Former matador reveals bullfighting's hidden horrors
24 July 2007
Paralysed bulls, bulls with tears in their eyes, a pregnant cow being slaughtered in a bullring. Matador turned anti-bullfight campaigner, Alvaro Munera, has revealed how the suffering bullfighting causes is even greater than you can imagine.
In an interview with the League Against Cruel Sports' Wildlife Guardian magazine, Mr Munera provided a disturbing account of the hidden horrors of the blood sport.

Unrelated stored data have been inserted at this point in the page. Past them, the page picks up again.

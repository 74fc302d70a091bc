//! NSDB Server - Unix socket server for the namespace hierarchy
//!
//! Provides a MessagePack-based protocol for hierarchy operations.
//! Multiple clients can connect and share the same hierarchy; every request
//! is executed by a single engine worker.
//!
//! Usage:
//!   nsdb-server /path/to/hierarchy.nsdb [--socket /tmp/nsdb.sock] [--config nsdb.json]
//!   nsdb-server --memory [--socket /tmp/nsdb.sock]
//!
//! Protocol:
//!   Request:  [4-byte length BE] [MessagePack payload]
//!   Response: [4-byte length BE] [MessagePack payload]

use std::io::{Read, Write};
use std::os::unix::net::{UnixListener, UnixStream};
use std::path::PathBuf;
use std::sync::Arc;
use std::thread;

use anyhow::{bail, Context};
use serde::{Deserialize, Serialize};

// Import from library
use nsdb::error::Result;
use nsdb::graph::{filter_by_parent, BackfillReport, PresenceFilter, Violation};
use nsdb::path::{reduce_to_superset, NodeId, TraversalIds};
use nsdb::resolver::{EngineConfig, Order};
use nsdb::storage::NodeRecord;
use nsdb::worker::EngineHandle;

const DEFAULT_SOCKET: &str = "/tmp/nsdb.sock";
const MAX_MESSAGE_SIZE: usize = 100 * 1024 * 1024;

// ============================================================================
// Wire Protocol Types
// ============================================================================

/// Request from client
#[derive(Debug, Deserialize)]
#[serde(tag = "cmd", rename_all = "camelCase")]
pub enum Request {
    // Write operations
    CreateNode {
        id: NodeId,
        #[serde(default, rename = "parentId")]
        parent_id: Option<NodeId>,
        #[serde(default)]
        name: Option<String>,
    },
    Reparent {
        id: NodeId,
        #[serde(default, rename = "newParent")]
        new_parent: Option<NodeId>,
    },
    DeleteNode {
        id: NodeId,
        #[serde(default)]
        cascade: bool,
    },

    // Read operations
    GetNode { id: NodeId },
    ListNodes {
        #[serde(default)]
        filter: Option<String>,
    },

    // Hierarchy queries
    Ancestors {
        ids: Vec<NodeId>,
        #[serde(default, rename = "includeSelf")]
        include_self: bool,
        #[serde(default)]
        upto: Vec<NodeId>,
        #[serde(default)]
        order: Order,
    },
    Descendants {
        ids: Vec<NodeId>,
        #[serde(default, rename = "includeSelf")]
        include_self: bool,
    },
    Roots { ids: Vec<NodeId> },
    RootAncestor { id: NodeId },
    Hierarchy { id: NodeId },
    Children { id: NodeId },
    InHierarchy { ids: Vec<NodeId> },
    IsAncestor { ancestor: NodeId, node: NodeId },
    ReduceSuperset { paths: Vec<Vec<NodeId>> },
    ExplainAncestors {
        ids: Vec<NodeId>,
        #[serde(default, rename = "includeSelf")]
        include_self: bool,
        #[serde(default)]
        upto: Vec<NodeId>,
        #[serde(default)]
        order: Order,
    },
    ExplainDescendants {
        ids: Vec<NodeId>,
        #[serde(default, rename = "includeSelf")]
        include_self: bool,
    },

    // Maintenance
    Backfill {
        #[serde(default, rename = "batchSize")]
        batch_size: Option<usize>,
    },
    Verify,

    // Stats
    NodeCount,

    // Control
    Flush,
    Ping,
    Shutdown,
}

/// Response to client
#[derive(Debug, Serialize)]
#[serde(untagged)]
pub enum Response {
    Ok { ok: bool },
    Error { error: String },
    Node { node: Option<WireNode> },
    Nodes { nodes: Vec<WireNode> },
    Paths { paths: Vec<Vec<NodeId>> },
    Bool { value: bool },
    Sql { sql: Option<String> },
    Count { count: usize },
    Backfill { report: BackfillReport },
    Violations { violations: Vec<Violation> },
    Pong { pong: bool, version: String },
}

/// Node representation for wire protocol
#[derive(Debug, Serialize, Deserialize)]
#[serde(rename_all = "camelCase")]
pub struct WireNode {
    pub id: NodeId,
    pub parent_id: Option<NodeId>,
    pub traversal_ids: Vec<NodeId>,
    #[serde(skip_serializing_if = "Option::is_none")]
    pub name: Option<String>,
}

// ============================================================================
// Conversion functions
// ============================================================================

fn record_to_wire_node(record: NodeRecord) -> WireNode {
    WireNode {
        id: record.id,
        parent_id: record.parent_id,
        traversal_ids: record.traversal_ids.into_inner(),
        name: record.name,
    }
}

fn nodes_response(result: Result<Vec<NodeRecord>>) -> Response {
    respond(result, |nodes| Response::Nodes {
        nodes: nodes.into_iter().map(record_to_wire_node).collect(),
    })
}

fn respond<T>(result: Result<T>, ok: impl FnOnce(T) -> Response) -> Response {
    match result {
        Ok(value) => ok(value),
        Err(e) => Response::Error { error: e.to_string() },
    }
}

// ============================================================================
// Request Handler
// ============================================================================

fn handle_request(engine: &EngineHandle, request: Request) -> Response {
    match request {
        // Write operations
        Request::CreateNode { id, parent_id, name } => respond(engine.create_node(id, parent_id, name), |node| {
            Response::Node {
                node: Some(record_to_wire_node(node)),
            }
        }),
        Request::Reparent { id, new_parent } => {
            respond(engine.reparent(id, new_parent), |count| Response::Count { count })
        }
        Request::DeleteNode { id, cascade } => {
            respond(engine.delete_node(id, cascade), |count| Response::Count { count })
        }

        // Read operations
        Request::GetNode { id } => respond(engine.get_node(id), |node| Response::Node {
            node: node.map(record_to_wire_node),
        }),
        Request::ListNodes { filter } => nodes_response(engine.list_nodes(PresenceFilter::Any).and_then(|nodes| {
            match filter.as_deref() {
                Some(name) => filter_by_parent(nodes, name),
                None => Ok(nodes),
            }
        })),

        // Hierarchy queries
        Request::Ancestors {
            ids,
            include_self,
            upto,
            order,
        } => nodes_response(engine.ancestors(ids, include_self, upto, order)),
        Request::Descendants { ids, include_self } => nodes_response(engine.descendants(ids, include_self)),
        Request::Roots { ids } => nodes_response(engine.roots(ids)),
        Request::RootAncestor { id } => respond(engine.root_ancestor(id), |node| Response::Node {
            node: Some(record_to_wire_node(node)),
        }),
        Request::Hierarchy { id } => nodes_response(engine.hierarchy(id)),
        Request::Children { id } => nodes_response(engine.children(id)),
        Request::InHierarchy { ids } => nodes_response(engine.in_hierarchy(ids)),
        Request::IsAncestor { ancestor, node } => {
            respond(engine.is_ancestor_of(ancestor, node), |value| Response::Bool { value })
        }
        Request::ExplainAncestors {
            ids,
            include_self,
            upto,
            order,
        } => respond(engine.explain_ancestors(ids, include_self, upto, order), |sql| Response::Sql { sql }),
        Request::ExplainDescendants { ids, include_self } => {
            respond(engine.explain_descendants(ids, include_self), |sql| Response::Sql { sql })
        }
        Request::ReduceSuperset { paths } => {
            let paths: Vec<TraversalIds> = paths.into_iter().map(TraversalIds::new).collect();
            Response::Paths {
                paths: reduce_to_superset(&paths)
                    .into_iter()
                    .map(TraversalIds::into_inner)
                    .collect(),
            }
        }

        // Maintenance
        Request::Backfill { batch_size } => {
            respond(engine.backfill(batch_size), |report| Response::Backfill { report })
        }
        Request::Verify => respond(engine.verify(), |violations| Response::Violations { violations }),

        // Stats
        Request::NodeCount => respond(engine.node_count(), |count| Response::Count { count }),

        // Control
        Request::Flush => respond(engine.flush(), |()| Response::Ok { ok: true }),
        Request::Ping => Response::Pong {
            pong: true,
            version: env!("CARGO_PKG_VERSION").to_string(),
        },
        Request::Shutdown => respond(engine.flush(), |()| Response::Ok { ok: true }),
    }
}

// ============================================================================
// Client Connection Handler
// ============================================================================

fn read_message(stream: &mut UnixStream) -> std::io::Result<Option<Vec<u8>>> {
    // Read 4-byte length prefix (big-endian)
    let mut len_buf = [0u8; 4];
    match stream.read_exact(&mut len_buf) {
        Ok(()) => {}
        Err(e) if e.kind() == std::io::ErrorKind::UnexpectedEof => return Ok(None),
        Err(e) => return Err(e),
    }

    let len = u32::from_be_bytes(len_buf) as usize;
    if len > MAX_MESSAGE_SIZE {
        return Err(std::io::Error::new(
            std::io::ErrorKind::InvalidData,
            format!("Message too large: {} bytes", len),
        ));
    }

    let mut buf = vec![0u8; len];
    stream.read_exact(&mut buf)?;

    Ok(Some(buf))
}

fn write_message(stream: &mut UnixStream, data: &[u8]) -> std::io::Result<()> {
    let len = data.len() as u32;
    stream.write_all(&len.to_be_bytes())?;
    stream.write_all(data)?;
    stream.flush()?;
    Ok(())
}

fn send_response(stream: &mut UnixStream, response: &Response) -> std::io::Result<()> {
    // to_vec_named keeps field names on the wire
    match rmp_serde::to_vec_named(response) {
        Ok(bytes) => write_message(stream, &bytes),
        Err(e) => {
            tracing::error!("Serialize error: {}", e);
            Ok(())
        }
    }
}

fn handle_client(mut stream: UnixStream, engine: Arc<EngineHandle>, socket_path: Arc<PathBuf>, client_id: usize) {
    tracing::info!("Client {} connected", client_id);

    loop {
        let msg = match read_message(&mut stream) {
            Ok(Some(msg)) => msg,
            Ok(None) => {
                tracing::info!("Client {} disconnected", client_id);
                break;
            }
            Err(e) => {
                tracing::warn!("Client {} read error: {}", client_id, e);
                break;
            }
        };

        let request: Request = match rmp_serde::from_slice(&msg) {
            Ok(req) => req,
            Err(e) => {
                let response = Response::Error {
                    error: format!("Invalid request: {}", e),
                };
                if send_response(&mut stream, &response).is_err() {
                    break;
                }
                continue;
            }
        };

        let is_shutdown = matches!(request, Request::Shutdown);
        let response = handle_request(&engine, request);

        if let Err(e) = send_response(&mut stream, &response) {
            tracing::warn!("Client {} write error: {}", client_id, e);
            break;
        }

        if is_shutdown {
            tracing::info!("Shutdown requested by client {}", client_id);
            let _ = std::fs::remove_file(socket_path.as_path());
            std::process::exit(0);
        }
    }
}

// ============================================================================
// Main
// ============================================================================

struct Args {
    db_path: Option<PathBuf>,
    socket_path: PathBuf,
    config_path: Option<PathBuf>,
    memory: bool,
}

fn print_usage() {
    eprintln!("Usage: nsdb-server <db-path> [--socket <socket-path>] [--config <file.json>]");
    eprintln!("       nsdb-server --memory [--socket <socket-path>] [--config <file.json>]");
    eprintln!();
    eprintln!("Arguments:");
    eprintln!("  <db-path>      Path to hierarchy database (.nsdb)");
    eprintln!("  --memory       Keep the hierarchy in memory only");
    eprintln!("  --socket       Unix socket path (default: {})", DEFAULT_SOCKET);
    eprintln!("  --config       JSON engine config (strategy switches, batch size)");
}

fn parse_args() -> anyhow::Result<Args> {
    let mut args = std::env::args().skip(1);
    let mut parsed = Args {
        db_path: None,
        socket_path: PathBuf::from(DEFAULT_SOCKET),
        config_path: None,
        memory: false,
    };

    while let Some(arg) = args.next() {
        match arg.as_str() {
            "--socket" => parsed.socket_path = args.next().context("--socket needs a path")?.into(),
            "--config" => parsed.config_path = Some(args.next().context("--config needs a path")?.into()),
            "--memory" => parsed.memory = true,
            "-h" | "--help" => {
                print_usage();
                std::process::exit(0);
            }
            flag if flag.starts_with("--") => bail!("Unknown flag: {}", flag),
            path => parsed.db_path = Some(PathBuf::from(path)),
        }
    }

    if parsed.db_path.is_none() && !parsed.memory {
        print_usage();
        bail!("either <db-path> or --memory is required");
    }
    Ok(parsed)
}

fn main() -> anyhow::Result<()> {
    tracing_subscriber::fmt()
        .with_writer(std::io::stderr)
        .with_target(false)
        .init();

    let args = parse_args()?;

    let config = match &args.config_path {
        Some(path) => EngineConfig::load(path).with_context(|| format!("Failed to load config {:?}", path))?,
        None => EngineConfig::default(),
    };

    let engine = match (&args.db_path, args.memory) {
        (Some(path), false) => {
            tracing::info!("Opening database: {:?}", path);
            EngineHandle::open(path, config).with_context(|| format!("Failed to open database {:?}", path))?
        }
        _ => {
            tracing::info!("Using in-memory hierarchy");
            EngineHandle::in_memory(config)
        }
    };
    let engine = Arc::new(engine);
    tracing::info!("Hierarchy ready: {} nodes", engine.node_count()?);

    // Remove stale socket file
    let _ = std::fs::remove_file(&args.socket_path);
    let listener = UnixListener::bind(&args.socket_path)
        .with_context(|| format!("Failed to bind socket {:?}", args.socket_path))?;
    tracing::info!("Listening on {:?}", args.socket_path);

    let socket_path = Arc::new(args.socket_path);

    // Set up signal handler for graceful shutdown
    let engine_for_signal = Arc::clone(&engine);
    let socket_path_for_signal = Arc::clone(&socket_path);
    let mut signals = signal_hook::iterator::Signals::new([signal_hook::consts::SIGINT, signal_hook::consts::SIGTERM])
        .context("Failed to register signal handlers")?;

    thread::spawn(move || {
        if let Some(sig) = signals.forever().next() {
            tracing::info!("Received signal {}, flushing...", sig);
            match engine_for_signal.flush() {
                Ok(()) => tracing::info!("Flush complete"),
                Err(e) => tracing::error!("Flush failed: {}", e),
            }
            let _ = std::fs::remove_file(socket_path_for_signal.as_path());
            tracing::info!("Exiting");
            std::process::exit(0);
        }
    });

    // Accept connections
    let mut client_id = 0;
    for stream in listener.incoming() {
        match stream {
            Ok(stream) => {
                client_id += 1;
                let engine = Arc::clone(&engine);
                let socket_path = Arc::clone(&socket_path);
                let id = client_id;
                thread::spawn(move || handle_client(stream, engine, socket_path, id));
            }
            Err(e) => {
                tracing::warn!("Accept error: {}", e);
            }
        }
    }

    Ok(())
}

Asked what he witnessed that the public did not see, Mr Munera said: "Seeing a foetus taken out of a dead young cow that I killed in a bullfight during a festival, bulls that are killed behind closed doors get as many sword thrusts as they can resist in order to allow the bullfighter to train himself to use the sword; bulls that are paralysed when stabbed from a horse and need to be killed on the spot; bulls bleeding buckets of blood from the wound created by the lance; horses being drugged so as not to be frightened by the bulls; bulls with tears in their eyes, already stabbed with the sword in their bodies; bulls fighting for their lives; and the matadors that, to weaken the bull, stab them with a sword hidden under their cape at the bull's side."
Alvaro Munera's bullfighting ended in the 1980s when he was left paraplegic after a bullring goring. He says that it was while recovering from his injuries that he started to develop empathy for the bulls.
"When I was studying and going through rehabilitation, I lived for four years in the USA where I was treated as a criminal due to what I had done to bulls," he told the League's Jordi Casamitjana. "I was trying to defend bullfighting with the same old arguments but I was being ridiculed and defeated with the simplicity and strength of reason. Also, I began to understand the saying 'do not do to others what you do not want others to do to you.'"
Mr Munera is not alone in his anti-bullfighting views - over 90 per cent of his fellow Colombians don't like the activity, with 74 per cent wanting it banned.
"In July, there will be a bill to reform bullfights into bloodless events but the few bullfighting supporters left have a lot of political and economic power," he says, adding "the good thing is that the ex-bullfighting supporters and the anti-bullfighting activists are growing in numbers and young people are not interested in cruelty."